Re: pg_upgrade < 9.3 -> >=9.3 misses a step around multixacts

From: Tom Lane <tgl(at)sss(dot)pgh(dot)pa(dot)us>
To: Andres Freund <andres(at)2ndquadrant(dot)com>
Cc: Bruce Momjian <bruce(at)momjian(dot)us>, Alvaro Herrera <alvherre(at)2ndquadrant(dot)com>, PostgreSQL Bugs <pgsql-bugs(at)postgresql(dot)org>
Subject: Re: pg_upgrade < 9.3 -> >=9.3 misses a step around multixacts
Date: 2014-07-20 21:22:48
Message-ID: 15685.1405891368@sss.pgh.pa.us
Views: Raw Message | Whole Thread | Download mbox | Resend email
Thread:
Lists: pgsql-bugs

Andres Freund <andres(at)2ndquadrant(dot)com> writes:
> On 2014-07-20 16:16:18 -0400, Tom Lane wrote:
>> This one is not about the extra 0000 file. It's about whether datminmxid
>> and relminmxid are wrong. In the previous coding of pg_upgrade, they'd
>> have been left at "1" even if that value has wrapped around into the
>> future.

> Yea, I'm rereading the thread atm. I'd stopped following it after a
> while and didn't notice the drift into a second problem.

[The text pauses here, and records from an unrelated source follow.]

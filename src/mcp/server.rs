//! MCP Server implementation
//!
//! Implements the Model Context Protocol server for stdio transport.

use std::io::{BufRead, Write};
use std::sync::Arc;

use serde::Serialize;
use serde_json::Value;

use crate::cache::HybridCache;
use crate::config::Config;
use crate::error::{ErrorCode, PypiMcpError, Result};
use crate::mcp::prompts;
use crate::mcp::resources::ResourceHandler;
use crate::mcp::tools::ToolHandler;
use crate::mcp::types::*;
use crate::pypi::PypiClient;
use crate::security::SecurityScanner;

/// MCP Server info
const SERVER_NAME: &str = "pypi";
const SERVER_VERSION: &str = env!("CARGO_PKG_VERSION");

/// MCP Server for PyPI
pub struct McpServer {
    /// Tool handler
    tool_handler: ToolHandler,

    /// Resource handler
    resource_handler: ResourceHandler,

    /// Whether the client sent `notifications/initialized`
    initialized: bool,
}

impl McpServer {
    /// Create a new MCP server
    pub fn new(pypi: Arc<PypiClient>, scanner: Arc<SecurityScanner>) -> Self {
        Self {
            tool_handler: ToolHandler::new(pypi.clone(), scanner.clone()),
            resource_handler: ResourceHandler::new(pypi, scanner),
            initialized: false,
        }
    }

    /// Build the cache, PyPI client and scanner from configuration
    pub fn from_config(config: &Config) -> Result<Self> {
        let cache = Arc::new(HybridCache::from_config(config)?);
        let pypi = Arc::new(PypiClient::new(config, cache)?);
        let scanner = Arc::new(SecurityScanner::new(pypi.clone(), config.osv_url.clone()));
        Ok(Self::new(pypi, scanner))
    }

    pub fn is_initialized(&self) -> bool {
        self.initialized
    }

    /// Run the server on stdio
    pub async fn run_stdio(&mut self) -> Result<()> {
        let stdin = std::io::stdin();
        let stdout = std::io::stdout();
        self.run(stdin.lock(), stdout).await
    }

    /// Serve newline-delimited JSON-RPC until the reader is exhausted
    pub async fn run<R: BufRead, W: Write>(&mut self, reader: R, mut writer: W) -> Result<()> {
        tracing::info!("PyPI MCP server v{} ready", SERVER_VERSION);

        for line in reader.lines() {
            let line = line?;
            if line.trim().is_empty() {
                continue;
            }

            match self.handle_message(&line).await {
                Ok(Some(response)) => {
                    let response_str = serde_json::to_string(&response)?;
                    writeln!(writer, "{}", response_str)?;
                    writer.flush()?;
                }
                Ok(None) => {}
                Err(e) => {
                    tracing::error!("Error handling message: {}", e);
                }
            }
        }

        tracing::info!("Input closed, shutting down");
        Ok(())
    }

    /// Handle an incoming JSON-RPC message
    pub async fn handle_message(&mut self, message: &str) -> Result<Option<JsonRpcResponse>> {
        let request: JsonRpcRequest = match serde_json::from_str(message) {
            Ok(req) => req,
            Err(e) => {
                tracing::warn!("Unreadable message: {}", e);
                return Ok(Some(JsonRpcResponse::error(
                    None,
                    JsonRpcError::parse_error(e.to_string()),
                )));
            }
        };

        if request.is_notification() {
            self.handle_notification(&request);
            return Ok(None);
        }

        if request.jsonrpc != JSONRPC_VERSION {
            return Ok(Some(JsonRpcResponse::error(
                request.id,
                JsonRpcError::invalid_request(format!(
                    "Unsupported jsonrpc version: {}",
                    request.jsonrpc
                )),
            )));
        }

        tracing::debug!("Request {}", request.method);
        let id = request.id.clone();
        let outcome = match request.method.as_str() {
            methods::INITIALIZE => to_result(self.initialize_result()),
            methods::PING => Ok(serde_json::json!({})),
            methods::LIST_TOOLS => to_result(ListToolsResult {
                tools: self.tool_handler.list_tools(),
            }),
            methods::CALL_TOOL => self.handle_call_tool(&request).await,
            methods::LIST_RESOURCES => to_result(ListResourcesResult {
                resources: self.resource_handler.list_resources(),
            }),
            methods::LIST_RESOURCE_TEMPLATES => to_result(ListResourceTemplatesResult {
                resource_templates: self.resource_handler.list_templates(),
            }),
            methods::READ_RESOURCE => self.handle_read_resource(&request).await,
            methods::LIST_PROMPTS => to_result(ListPromptsResult {
                prompts: prompts::list_prompts(),
            }),
            methods::GET_PROMPT => self.handle_get_prompt(&request),
            _ => Err(JsonRpcError::method_not_found(&request.method)),
        };

        Ok(Some(match outcome {
            Ok(result) => JsonRpcResponse::success(id, result),
            Err(error) => JsonRpcResponse::error(id, error),
        }))
    }

    fn handle_notification(&mut self, request: &JsonRpcRequest) {
        if request.method == methods::INITIALIZED {
            self.initialized = true;
            tracing::info!("Client initialized");
        } else {
            tracing::debug!("Ignoring notification {}", request.method);
        }
    }

    fn initialize_result(&self) -> InitializeResult {
        InitializeResult {
            protocol_version: MCP_VERSION.to_string(),
            server_info: ServerInfo {
                name: SERVER_NAME.to_string(),
                version: SERVER_VERSION.to_string(),
            },
            capabilities: ServerCapabilities {
                tools: Some(ToolsCapability::default()),
                resources: Some(ResourcesCapability::default()),
                prompts: Some(PromptsCapability::default()),
            },
        }
    }

    /// Handle call tool request. Tool failures are reported in the result.
    async fn handle_call_tool(&self, request: &JsonRpcRequest) -> std::result::Result<Value, JsonRpcError> {
        let params: CallToolParams = params(request)?;
        let result = self.tool_handler.call_tool(&params.name, params.arguments).await;
        to_result(result)
    }

    async fn handle_read_resource(&self, request: &JsonRpcRequest) -> std::result::Result<Value, JsonRpcError> {
        let params: ReadResourceParams = params(request)?;
        match self.resource_handler.read(&params.uri).await {
            Ok(result) => to_result(result),
            Err(e) => Err(rpc_error(&e)),
        }
    }

    fn handle_get_prompt(&self, request: &JsonRpcRequest) -> std::result::Result<Value, JsonRpcError> {
        let params: GetPromptParams = params(request)?;
        match prompts::get_prompt(&params.name, params.arguments.as_ref()) {
            Ok(result) => to_result(result),
            Err(e) => Err(rpc_error(&e)),
        }
    }
}

fn params<T: serde::de::DeserializeOwned>(request: &JsonRpcRequest) -> std::result::Result<T, JsonRpcError> {
    let value = request
        .params
        .clone()
        .ok_or_else(|| JsonRpcError::invalid_params(format!("Missing params for {}", request.method)))?;
    serde_json::from_value(value)
        .map_err(|e| JsonRpcError::invalid_params(format!("Invalid params for {}: {}", request.method, e)))
}

fn to_result<T: Serialize>(value: T) -> std::result::Result<Value, JsonRpcError> {
    serde_json::to_value(value).map_err(|e| JsonRpcError::internal_error(e.to_string()))
}

/// Bad input from the client is -32602, anything else -32603
fn rpc_error(error: &PypiMcpError) -> JsonRpcError {
    match error.code() {
        ErrorCode::InvalidInput => JsonRpcError {
            data: Some(serde_json::json!({"code": error.code().as_str()})),
            ..JsonRpcError::invalid_params(error.to_string())
        },
        _ => JsonRpcError::from_error(error),
    }
}
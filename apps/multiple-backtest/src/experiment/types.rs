//! Experiment result records.

use serde::Serialize;
use thiserror::Error;

use crate::backtest::PortfolioState;
use crate::error::{BacktestError, ErrorCode};
use crate::strategy::StrategyParams;
use crate::walkforward::Window;

/// What happened in one walk-forward window.
#[derive(Debug, Clone, PartialEq, Serialize)]
pub struct WindowTrace {
    /// Position in the schedule (0-based).
    pub index: usize,
    /// Window the parameters were fitted on.
    pub train_window: Window,
    /// Window the parameters were applied to.
    pub test_window: Window,
    /// Fitted parameters.
    pub params: StrategyParams,
    /// Score of `params` on the training window.
    pub fit_score: f64,
    /// Objective evaluations spent fitting.
    pub evaluations: usize,
    /// Balances carried into the test window.
    pub starting_balance: PortfolioState,
    /// Balances at the end of the test window.
    pub ending_balance: PortfolioState,
    /// Series dates replayed in the test window.
    pub days: usize,
    /// Trades executed in the test window.
    pub trades: usize,
}

/// Outcome of a walk-forward run.
#[derive(Debug, Clone, PartialEq, Serialize)]
pub struct ExperimentResult {
    /// Balances the run started from.
    pub initial_state: PortfolioState,
    /// Balances after the last completed window.
    pub final_state: PortfolioState,
    /// `final_state` liquidated at the last series price.
    pub final_value: f64,
    /// Price used for liquidation.
    pub last_price: Option<f64>,
    /// Per-window trace in schedule order.
    pub trace: Vec<WindowTrace>,
    /// Whether every scheduled window completed.
    pub complete: bool,
}

impl ExperimentResult {
    /// Close a run: liquidate `final_state` at `last_price`.
    #[must_use]
    pub fn liquidated(
        initial_state: PortfolioState,
        final_state: PortfolioState,
        last_price: Option<f64>,
        trace: Vec<WindowTrace>,
        complete: bool,
    ) -> Self {
        let final_value = last_price.map_or(final_state.fiat, |price| final_state.liquidate(price));
        Self {
            initial_state,
            final_state,
            final_value,
            last_price,
            trace,
            complete,
        }
    }

    /// Number of windows that completed.
    #[must_use]
    pub fn windows_completed(&self) -> usize {
        self.trace.len()
    }
}

/// A run stopped by an error, with everything completed before it.
#[derive(Debug, Clone, Error)]
#[error("Experiment aborted after {} windows: {error}", .partial.trace.len())]
pub struct ExperimentAborted {
    /// The error that stopped the run.
    #[source]
    pub error: BacktestError,
    /// Liquidated state and trace up to the failing window.
    pub partial: Box<ExperimentResult>,
}

/// Buy-every-day run over the evaluable range.
#[derive(Debug, Clone, PartialEq, Serialize)]
pub struct BaselineResult {
    /// Range replayed.
    pub window: Window,
    /// Balances at the end of the range.
    pub final_state: PortfolioState,
    /// `final_state` liquidated at the last series price.
    pub final_value: f64,
    /// Series dates replayed.
    pub days: usize,
}

/// Error summary embedded in a report.
#[derive(Debug, Clone, PartialEq, Eq, Serialize)]
pub struct ReportError {
    /// Machine-readable code.
    pub code: ErrorCode,
    /// Human-readable message.
    pub message: String,
}

impl From<&BacktestError> for ReportError {
    fn from(err: &BacktestError) -> Self {
        Self {
            code: err.code(),
            message: err.to_string(),
        }
    }
}

/// Walk-forward result next to the baseline, ready to serialize.
#[derive(Debug, Clone, PartialEq, Serialize)]
pub struct ExperimentReport {
    /// Policy kind searched.
    pub strategy_kind: String,
    /// Walk-forward outcome, partial if `error` is set.
    pub walk_forward: ExperimentResult,
    /// Buy-every-day comparison, absent when the warm-up swallows the series.
    pub baseline: Option<BaselineResult>,
    /// Error that aborted the walk-forward run.
    pub error: Option<ReportError>,
    /// Error that stopped the baseline replay.
    pub baseline_error: Option<ReportError>,
}

#[cfg(test)]
mod tests {
    use super::*;

    #[test]
    fn test_liquidated_without_price_keeps_fiat() {
        let state = PortfolioState::fiat_only(250.0);
        let result = ExperimentResult::liquidated(state, state, None, Vec::new(), true);
        assert_eq!(result.final_value, 250.0);
        assert_eq!(result.windows_completed(), 0);
    }

    #[test]
    fn test_aborted_display() {
        let state = PortfolioState::default();
        let aborted = ExperimentAborted {
            error: BacktestError::invalid_config("bad"),
            partial: Box::new(ExperimentResult::liquidated(
                state,
                state,
                Some(1.0),
                Vec::new(),
                false,
            )),
        };
        let display = aborted.to_string();
        assert!(display.contains("after 0 windows"));
        assert!(display.contains("bad"));
    }

    #[test]
    fn test_report_error_from_backtest_error() {
        let err = BacktestError::invalid_config("curve");
        let report = ReportError::from(&err);
        assert_eq!(report.code, ErrorCode::InvalidConfiguration);
        let json = serde_json::to_value(&report).unwrap();
        assert_eq!(json["code"], "INVALID_CONFIGURATION");
    }
}
//! Configuration loading for the backtester.
//!
//! Configuration is read from YAML, `${VAR}` and `${VAR:-default}`
//! references are replaced from the environment, and the result is
//! validated before use.
//!
//! # Usage
//!
//! ```rust,ignore
//! use multiple_backtest::config::load_config;
//!
//! let config = load_config(Some("backtest.yaml"))?;
//! let experiment = config.build_experiment()?;
//! ```

mod data;
mod observability;
mod portfolio;
mod search;

use serde::{Deserialize, Serialize};
use thiserror::Error;

pub use data::DataConfig;
pub use observability::{LoggingConfig, ObservabilityConfig};
pub use portfolio::PortfolioConfig;
pub use search::SearchConfig;

use crate::backtest::{PortfolioSimulator, PortfolioState};
use crate::error::BacktestResult;
use crate::experiment::Experiment;
use crate::optimize::{Optimizer, ParamSpace};
use crate::walkforward::{SchedulerConfig, WindowScheduler};

/// Default configuration file.
pub const DEFAULT_CONFIG_PATH: &str = "backtest.yaml";

/// Configuration errors.
#[derive(Debug, Error)]
pub enum ConfigError {
    /// Failed to read configuration file.
    #[error("Failed to read config file '{path}': {source}")]
    ReadError {
        /// Path to the config file.
        path: String,
        /// The underlying IO error.
        source: std::io::Error,
    },

    /// Failed to parse YAML configuration.
    #[error("Failed to parse config YAML: {0}")]
    ParseError(#[from] serde_yaml_bw::Error),

    /// Configuration validation failed.
    #[error("Config validation failed: {0}")]
    ValidationError(String),
}

/// Root configuration structure. Every section is optional.
#[derive(Debug, Clone, Default, Serialize, Deserialize)]
pub struct Config {
    /// Price data source.
    #[serde(default)]
    pub data: DataConfig,
    /// Window scheduling.
    #[serde(default)]
    pub walkforward: SchedulerConfig,
    /// Starting balances and daily budget.
    #[serde(default)]
    pub portfolio: PortfolioConfig,
    /// Policy kind and its search space.
    #[serde(default)]
    pub strategy: ParamSpace,
    /// Search budget and objective.
    #[serde(default)]
    pub search: SearchConfig,
    /// Logging.
    #[serde(default)]
    pub observability: ObservabilityConfig,
}

impl Config {
    /// Portfolio the walk-forward run starts from.
    ///
    /// # Errors
    ///
    /// Returns [`crate::BacktestError::InvalidConfiguration`] for negative balances.
    pub fn initial_portfolio(&self) -> BacktestResult<PortfolioState> {
        PortfolioState::new(self.portfolio.initial_fiat, self.portfolio.initial_crypto)
    }

    /// Assemble the experiment described by this configuration.
    ///
    /// # Errors
    ///
    /// Returns [`crate::BacktestError::InvalidConfiguration`] if any section is
    /// inconsistent.
    pub fn build_experiment(&self) -> BacktestResult<Experiment> {
        let scheduler = WindowScheduler::new(self.walkforward)?;
        let simulator = PortfolioSimulator::new(self.portfolio.daily_budget)?;
        let reference =
            PortfolioState::new(self.search.reference_fiat, self.search.reference_crypto)?;
        let optimizer = Optimizer::new(self.search.oracle(), simulator)
            .with_reference(reference)
            .with_objective(self.search.objective);

        Experiment::new(
            scheduler,
            optimizer,
            simulator,
            self.strategy.clone(),
            self.search.max_evaluations,
        )
    }
}

// ============================================
// Configuration Loading
// ============================================

/// Load configuration from a YAML file with environment variable interpolation.
///
/// # Arguments
///
/// * `path` - Optional path to the config file. Defaults to [`DEFAULT_CONFIG_PATH`].
///
/// # Errors
///
/// Returns a `ConfigError` if the file cannot be read, parsed, or validated.
pub fn load_config(path: Option<&str>) -> Result<Config, ConfigError> {
    let path = path.unwrap_or(DEFAULT_CONFIG_PATH);

    let contents = std::fs::read_to_string(path).map_err(|e| ConfigError::ReadError {
        path: path.to_string(),
        source: e,
    })?;

    load_config_from_string(&contents)
}

/// Load configuration from a YAML string (useful for testing).
///
/// # Errors
///
/// Returns a `ConfigError` if the YAML cannot be parsed or validated.
pub fn load_config_from_string(yaml: &str) -> Result<Config, ConfigError> {
    let interpolated = interpolate_env_vars(yaml);
    let config: Config = serde_yaml_bw::from_str(&interpolated)?;
    validate_config(&config)?;
    Ok(config)
}

/// Interpolate environment variables in a string.
///
/// Supports both `${VAR}` and `${VAR:-default}` syntax. A missing or empty
/// variable without a default becomes an empty string.
#[allow(clippy::expect_used)] // Regex is compile-time constant; expect() is safe here
fn interpolate_env_vars(input: &str) -> String {
    use std::sync::OnceLock;

    static ENV_VAR_REGEX: OnceLock<regex::Regex> = OnceLock::new();

    let re = ENV_VAR_REGEX.get_or_init(|| {
        regex::Regex::new(r"\$\{([A-Za-z_][A-Za-z0-9_]*)(?::-([^}]*))?\}")
            .expect("env var regex is valid")
    });

    re.replace_all(input, |cap: &regex::Captures<'_>| {
        let default_value = cap.get(2).map_or("", |m| m.as_str());
        match std::env::var(&cap[1]) {
            Ok(v) if !v.is_empty() => v,
            _ => default_value.to_string(),
        }
    })
    .into_owned()
}

/// Validate configuration values.
fn validate_config(config: &Config) -> Result<(), ConfigError> {
    let invalid = |e: crate::BacktestError| ConfigError::ValidationError(e.to_string());

    config.walkforward.validate().map_err(invalid)?;
    config.strategy.validate().map_err(invalid)?;

    if let Some(max_window) = config.strategy.max_window_length() {
        if max_window > config.walkforward.skip_days as usize {
            return Err(ConfigError::ValidationError(format!(
                "strategy window_length can reach {max_window} days \
                 but walkforward.skip_days is {}; \
                 the first training window would lack moving-average history",
                config.walkforward.skip_days
            )));
        }
    }

    if config.data.symbol.trim().is_empty() {
        return Err(ConfigError::ValidationError(
            "data.symbol must not be empty".to_string(),
        ));
    }
    if config.data.price_field.trim().is_empty() {
        return Err(ConfigError::ValidationError(
            "data.price_field must not be empty".to_string(),
        ));
    }
    if let (Some(start), Some(end)) = (config.data.start_date, config.data.end_date) {
        if start > end {
            return Err(ConfigError::ValidationError(format!(
                "data.start_date {start} is after data.end_date {end}"
            )));
        }
    }

    config.initial_portfolio().map_err(invalid)?;
    PortfolioSimulator::new(config.portfolio.daily_budget).map_err(invalid)?;
    PortfolioState::new(config.search.reference_fiat, config.search.reference_crypto)
        .map_err(invalid)?;

    if config.search.max_evaluations == 0 {
        return Err(ConfigError::ValidationError(
            "search.max_evaluations must be at least 1".to_string(),
        ));
    }
    if config.search.batch_size == 0 {
        return Err(ConfigError::ValidationError(
            "search.batch_size must be at least 1".to_string(),
        ));
    }

    let format = config.observability.logging.format.to_ascii_lowercase();
    if !LoggingConfig::FORMATS.contains(&format.as_str()) {
        return Err(ConfigError::ValidationError(format!(
            "observability.logging.format must be one of: {:?}",
            LoggingConfig::FORMATS
        )));
    }

    Ok(())
}
//! Walk-forward window scheduling.
//!
//! Splits the evaluable part of a series into rolling train/test pairs:
//! - Skip: warm-up period that lacks enough trailing history
//! - Train: parameters are fitted here only
//! - Test: the fitted parameters are applied here, unmodified
//! - Roll: the next test window starts the day after the previous one ends

mod builder;
mod scheduler;
mod types;

pub use builder::WalkForwardBuilder;
pub use scheduler::WindowScheduler;
pub use types::{SchedulerConfig, Window, WindowPair};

I've been doing more analysis on this. It looks to me like most people
would not notice a problem, but ...

1. When updating from a pre-9.3 version, pg_upgrade sets pg_control's
oldestMultiXid to equal the old cluster's NextMultiXactId (with a useless
increment of the new NextMultiXactId, but that's not too relevant).
This might seem silly, because there are very probably mxids out there
that are before this value, but the multixact code is designed to assume
that LOCKED_ONLY mxids before oldestMultiXid are not running --- without
ever going to pg_multixact to check. So in fact, there will be no
attempts to access on-disk data about old mxids; at least as long as the
mxid counters haven't wrapped around.

2. However, pg_upgrade also sets datminmxid/relminmxid to equal the old
cluster's NextMultiXactId. The trouble with this is that it might fool
(auto)vacuum into never seeing and freezing the pre-upgrade mxids; they're
in the table but the metadata says not, so we'd not force a full table
scan to find them. If such a mxid manages to survive past wraparound,
it'll be "in the future" and the multixact code will start complaining
about it, like this:

if (!MultiXactIdPrecedes(multi, nextMXact))
ereport(ERROR,
(errcode(ERRCODE_INTERNAL_ERROR),
errmsg("MultiXactId %u has not been created yet -- apparent wraparound",
multi)));

3. In practice, because full-table vacuum scans get forced periodically
anyway to advance relminxid, it's entirely likely that old mxids would get
frozen before there was a problem. vacuum will freeze an old mxid on
sight, whatever the reason for visiting it.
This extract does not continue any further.